Love Letter to a Library

Steve Locke, Love Letter to a Library, Boston Public Library and the Mayor’s Office of Arts & Culture

Boston Public Library and the Mayor’s Office of Arts & Culture launched the Love Letter to a Library public art collaboration with a banner display at the Central Library and continuing throughout the BPL system.
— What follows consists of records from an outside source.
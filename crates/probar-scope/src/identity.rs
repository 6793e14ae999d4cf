//! Execution Identity Registry
//!
//! Resolves which test the calling execution unit is running, so the session
//! and entity stores can partition their state per test without a context
//! value being threaded through every call.
//!
//! A unit is normally an OS thread. Runners that multiplex tests over tasks
//! supply their own [`UnitResolver`] and hand out [`ExecutionUnitId::Logical`]
//! ids.
//!
//! The registry is only as correct as the lifecycle that drives it: bind at
//! test start, clear at test end, one test per unit at a time.

use crate::result::{ScopeError, ScopeResult};
use serde::{Deserialize, Serialize};
use std::collections::{HashMap, HashSet};
use std::fmt;
use std::sync::{Arc, Mutex, MutexGuard, PoisonError};
use std::thread::ThreadId;
use uuid::Uuid;

/// Sentinel test name for work done outside any individual test
pub const GLOBAL_TEST_NAME: &str = "GLOBAL";

/// Name of the test currently running on an execution unit
#[derive(Debug, Clone, PartialEq, Eq, Hash, PartialOrd, Ord, Serialize, Deserialize)]
#[serde(try_from = "String", into = "String")]
pub struct TestName(String);

impl TestName {
    /// Create a test name.
    ///
    /// # Errors
    ///
    /// Returns [`ScopeError::InvalidTestName`] for blank names.
    pub fn new(name: impl Into<String>) -> ScopeResult<Self> {
        let name = name.into();
        if name.trim().is_empty() {
            return Err(ScopeError::InvalidTestName {
                message: "test name must not be blank".to_string(),
            });
        }
        Ok(Self(name))
    }

    /// The GLOBAL sentinel
    #[must_use]
    pub fn global() -> Self {
        Self(GLOBAL_TEST_NAME.to_string())
    }

    /// Check if this is the GLOBAL sentinel
    #[must_use]
    pub fn is_global(&self) -> bool {
        self.0 == GLOBAL_TEST_NAME
    }

    /// Borrow the name
    #[must_use]
    pub fn as_str(&self) -> &str {
        &self.0
    }
}

impl fmt::Display for TestName {
    fn fmt(&self, f: &mut fmt::Formatter<'_>) -> fmt::Result {
        f.write_str(&self.0)
    }
}

impl AsRef<str> for TestName {
    fn as_ref(&self) -> &str {
        &self.0
    }
}

impl TryFrom<String> for TestName {
    type Error = ScopeError;

    fn try_from(value: String) -> ScopeResult<Self> {
        Self::new(value)
    }
}

impl TryFrom<&str> for TestName {
    type Error = ScopeError;

    fn try_from(value: &str) -> ScopeResult<Self> {
        Self::new(value)
    }
}

impl From<TestName> for String {
    fn from(name: TestName) -> Self {
        name.0
    }
}

/// Identity of a concurrency unit
#[derive(Debug, Clone, Copy, PartialEq, Eq, Hash)]
pub enum ExecutionUnitId {
    /// An OS thread
    Thread(ThreadId),
    /// A logical unit allocated by a task-based runner
    Logical(Uuid),
}

impl ExecutionUnitId {
    /// Id of the calling thread
    #[must_use]
    pub fn current_thread() -> Self {
        Self::Thread(std::thread::current().id())
    }

    /// Allocate a fresh logical unit id
    #[must_use]
    pub fn logical() -> Self {
        Self::Logical(Uuid::new_v4())
    }
}

impl fmt::Display for ExecutionUnitId {
    fn fmt(&self, f: &mut fmt::Formatter<'_>) -> fmt::Result {
        match self {
            Self::Thread(id) => write!(f, "{id:?}"),
            Self::Logical(id) => write!(f, "unit-{id}"),
        }
    }
}

/// Source of the calling unit's identity
pub trait UnitResolver: Send + Sync + fmt::Debug {
    /// Identify the execution unit making the call
    fn current_unit(&self) -> ExecutionUnitId;
}

/// Resolves the calling OS thread
#[derive(Debug, Clone, Copy, Default)]
pub struct ThreadUnitResolver;

impl UnitResolver for ThreadUnitResolver {
    fn current_unit(&self) -> ExecutionUnitId {
        ExecutionUnitId::current_thread()
    }
}

/// Process-wide map of test name to the units running it
#[derive(Debug)]
pub struct IdentityRegistry {
    buckets: Mutex<HashMap<TestName, HashSet<ExecutionUnitId>>>,
    resolver: Arc<dyn UnitResolver>,
}

impl Default for IdentityRegistry {
    fn default() -> Self {
        Self::new()
    }
}

impl IdentityRegistry {
    /// Create a registry keyed by OS thread
    #[must_use]
    pub fn new() -> Self {
        Self::with_resolver(Arc::new(ThreadUnitResolver))
    }

    /// Create a registry with a custom unit resolver
    #[must_use]
    pub fn with_resolver(resolver: Arc<dyn UnitResolver>) -> Self {
        Self {
            buckets: Mutex::new(HashMap::new()),
            resolver,
        }
    }

    /// Identity of the calling unit
    #[must_use]
    pub fn current_unit(&self) -> ExecutionUnitId {
        self.resolver.current_unit()
    }

    /// Bind the calling unit to `test_name`.
    ///
    /// Any previous association of the unit is dropped in the same critical
    /// section, so a unit never belongs to two tests at once. Binding to the
    /// name the unit already holds is a no-op.
    pub fn bind(&self, test_name: &TestName) {
        let unit = self.current_unit();
        let mut buckets = self.lock();

        if buckets
            .get(test_name)
            .is_some_and(|units| units.contains(&unit))
        {
            return;
        }

        buckets.retain(|name, units| {
            if name != test_name && units.remove(&unit) {
                tracing::debug!(%unit, previous = %name, "unit released from test");
            }
            !units.is_empty()
        });

        let _ = buckets.entry(test_name.clone()).or_default().insert(unit);
        tracing::debug!(%unit, test = %test_name, "unit bound to test");
    }

    /// Name of the test the calling unit is running, or GLOBAL
    #[must_use]
    pub fn current_test_name(&self) -> TestName {
        let unit = self.current_unit();
        let buckets = self.lock();
        buckets
            .iter()
            .find(|(name, units)| !name.is_global() && units.contains(&unit))
            .map(|(name, _)| name.clone())
            .unwrap_or_else(TestName::global)
    }

    /// Release the calling unit from whatever it is bound to.
    ///
    /// A released unit resolves to GLOBAL without occupying the GLOBAL bucket.
    pub fn release(&self) {
        let unit = self.current_unit();
        self.lock().retain(|name, units| {
            if units.remove(&unit) {
                tracing::debug!(%unit, previous = %name, "unit released");
            }
            !units.is_empty()
        });
    }

    /// Drop every association for `test_name`
    pub fn clear(&self, test_name: &TestName) {
        if let Some(units) = self.lock().remove(test_name) {
            tracing::debug!(test = %test_name, units = units.len(), "test identity cleared");
        }
    }

    /// Units currently bound to `test_name`
    #[must_use]
    pub fn bound_units(&self, test_name: &TestName) -> Vec<ExecutionUnitId> {
        self.lock()
            .get(test_name)
            .map(|units| units.iter().copied().collect())
            .unwrap_or_default()
    }

    /// Names with at least one bound unit, sorted
    #[must_use]
    pub fn test_names(&self) -> Vec<TestName> {
        let mut names: Vec<TestName> = self.lock().keys().cloned().collect();
        names.sort();
        names
    }

    /// Check if the calling unit is bound to a non-GLOBAL test
    #[must_use]
    pub fn is_bound(&self) -> bool {
        !self.current_test_name().is_global()
    }

    fn lock(&self) -> MutexGuard<'_, HashMap<TestName, HashSet<ExecutionUnitId>>> {
        self.buckets.lock().unwrap_or_else(PoisonError::into_inner)
    }
}

#[cfg(test)]
#[allow(clippy::unwrap_used, clippy::expect_used)]
pub(crate) mod tests {
    use super::*;
    use std::thread;

    /// Resolver whose unit can be switched by the test
    #[derive(Debug)]
    pub(crate) struct SwitchableResolver {
        unit: Mutex<ExecutionUnitId>,
    }

    impl SwitchableResolver {
        pub(crate) fn new() -> Arc<Self> {
            Arc::new(Self {
                unit: Mutex::new(ExecutionUnitId::logical()),
            })
        }

        pub(crate) fn switch_to(&self, unit: ExecutionUnitId) {
            *self.unit.lock().unwrap() = unit;
        }
    }

    impl UnitResolver for SwitchableResolver {
        fn current_unit(&self) -> ExecutionUnitId {
            *self.unit.lock().unwrap()
        }
    }

    fn name(s: &str) -> TestName {
        TestName::new(s).unwrap()
    }

    mod test_name_tests {
        use super::*;

        #[test]
        fn test_blank_rejected() {
            assert!(TestName::new("").is_err());
            assert!(TestName::new("   ").is_err());
            assert!(TestName::new("test_login").is_ok());
        }

        #[test]
        fn test_global_sentinel() {
            assert!(TestName::global().is_global());
            assert!(name("GLOBAL").is_global());
            assert!(!name("test_cart").is_global());
        }

        #[test]
        fn test_serde_round_trip_rejects_blank() {
            let json = serde_json::to_string(&name("test_cart")).unwrap();
            assert_eq!(json, "\"test_cart\"");
            assert!(serde_json::from_str::<TestName>("\"\"").is_err());
        }
    }

    mod registry_tests {
        use super::*;

        #[test]
        fn test_unbound_unit_is_global() {
            let registry = IdentityRegistry::new();
            assert!(registry.current_test_name().is_global());
            assert!(!registry.is_bound());
        }

        #[test]
        fn test_bind_resolves_current_test() {
            let registry = IdentityRegistry::new();
            registry.bind(&name("test_checkout"));
            assert_eq!(registry.current_test_name(), name("test_checkout"));
            assert!(registry.is_bound());
        }

        #[test]
        fn test_release_leaves_no_bucket_behind() {
            let registry = IdentityRegistry::new();
            registry.bind(&name("test_checkout"));
            registry.release();
            assert!(registry.current_test_name().is_global());
            assert!(registry.test_names().is_empty());

            registry.bind(&TestName::global());
            registry.release();
            assert!(registry.test_names().is_empty());
        }

        #[test]
        fn test_bind_is_idempotent() {
            let registry = IdentityRegistry::new();
            registry.bind(&name("t1"));
            registry.bind(&name("t1"));
            assert_eq!(registry.current_test_name(), name("t1"));
            assert_eq!(registry.bound_units(&name("t1")).len(), 1);
            assert_eq!(registry.test_names(), vec![name("t1")]);
        }

        #[test]
        fn test_rebind_replaces_previous_association() {
            let registry = IdentityRegistry::new();
            registry.bind(&name("t1"));
            registry.bind(&name("t2"));
            assert_eq!(registry.current_test_name(), name("t2"));
            assert!(registry.bound_units(&name("t1")).is_empty());
        }

        #[test]
        fn test_rebind_to_global() {
            let registry = IdentityRegistry::new();
            registry.bind(&TestName::global());
            registry.bind(&name("t1"));
            assert_eq!(registry.current_test_name(), name("t1"));

            registry.bind(&TestName::global());
            assert!(registry.current_test_name().is_global());
            assert_eq!(registry.test_names(), vec![TestName::global()]);
        }

        #[test]
        fn test_clear() {
            let registry = IdentityRegistry::new();
            registry.bind(&name("t1"));
            registry.clear(&name("t1"));
            assert!(registry.current_test_name().is_global());
            // absent bucket is fine
            registry.clear(&name("t1"));
        }

        #[test]
        fn test_clear_leaves_other_tests() {
            let resolver = SwitchableResolver::new();
            let registry = IdentityRegistry::with_resolver(resolver.clone());
            let u1 = ExecutionUnitId::logical();
            let u2 = ExecutionUnitId::logical();

            resolver.switch_to(u1);
            registry.bind(&name("t1"));
            resolver.switch_to(u2);
            registry.bind(&name("t2"));

            registry.clear(&name("t1"));
            assert_eq!(registry.current_test_name(), name("t2"));
            resolver.switch_to(u1);
            assert!(registry.current_test_name().is_global());
        }

        #[test]
        fn test_threads_resolve_independently() {
            let registry = Arc::new(IdentityRegistry::new());
            let handles: Vec<_> = (0..8)
                .map(|i| {
                    let registry = Arc::clone(&registry);
                    thread::spawn(move || {
                        let test = name(&format!("test_{i}"));
                        registry.bind(&test);
                        for _ in 0..100 {
                            assert_eq!(registry.current_test_name(), test);
                        }
                        registry.clear(&test);
                        registry.current_test_name()
                    })
                })
                .collect();

            for handle in handles {
                assert!(handle.join().unwrap().is_global());
            }
            assert!(registry.test_names().is_empty());
        }

        #[test]
        fn test_logical_units_are_distinct() {
            assert_ne!(ExecutionUnitId::logical(), ExecutionUnitId::logical());
            assert_eq!(
                ExecutionUnitId::current_thread(),
                ExecutionUnitId::current_thread()
            );
        }
    }
}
Developed out of the Boston Artist-in-Residence Program (Boston AIR), the project is intended to encourage viewers to engage with libraries as sites of learning, discourse, and memory, with the text of the banners reading, "I Remember Everything You Taught Me Here."

 

Unless

Stephanie Cardon, Unless, Now + There at Prudential Center

In this dramatic floor-to-ceiling installation at the entrance to the landmark Prudential Center marketplace, Cardon uses orange construction debris netting, made by many hands from the Boston community and embroidered with text. The vibrant contemporary tapestry disrupts the cool marble and glass entrance, posing questions of climate justice and sustainability, and the mounting urgency to act together to effect positive change.

 

Choreographic Objects

William Forsythe: Choreographic Objects, ICA Boston

Blurring the lines between performance, sculpture, and installation, Forsythe’s Choreographic Objects invites the viewer to engage with the fundamental ideas of choreography. These site-responsive, interactive works are designed to stimulate movement from visitors through interactions with kinetic sculptures, video projections, and architectural environments. Via the artist’s instructions for action posted on the wall next to the works, visitors are invited to move freely through the performative exhibition and generate an infinite range of individual choreographies.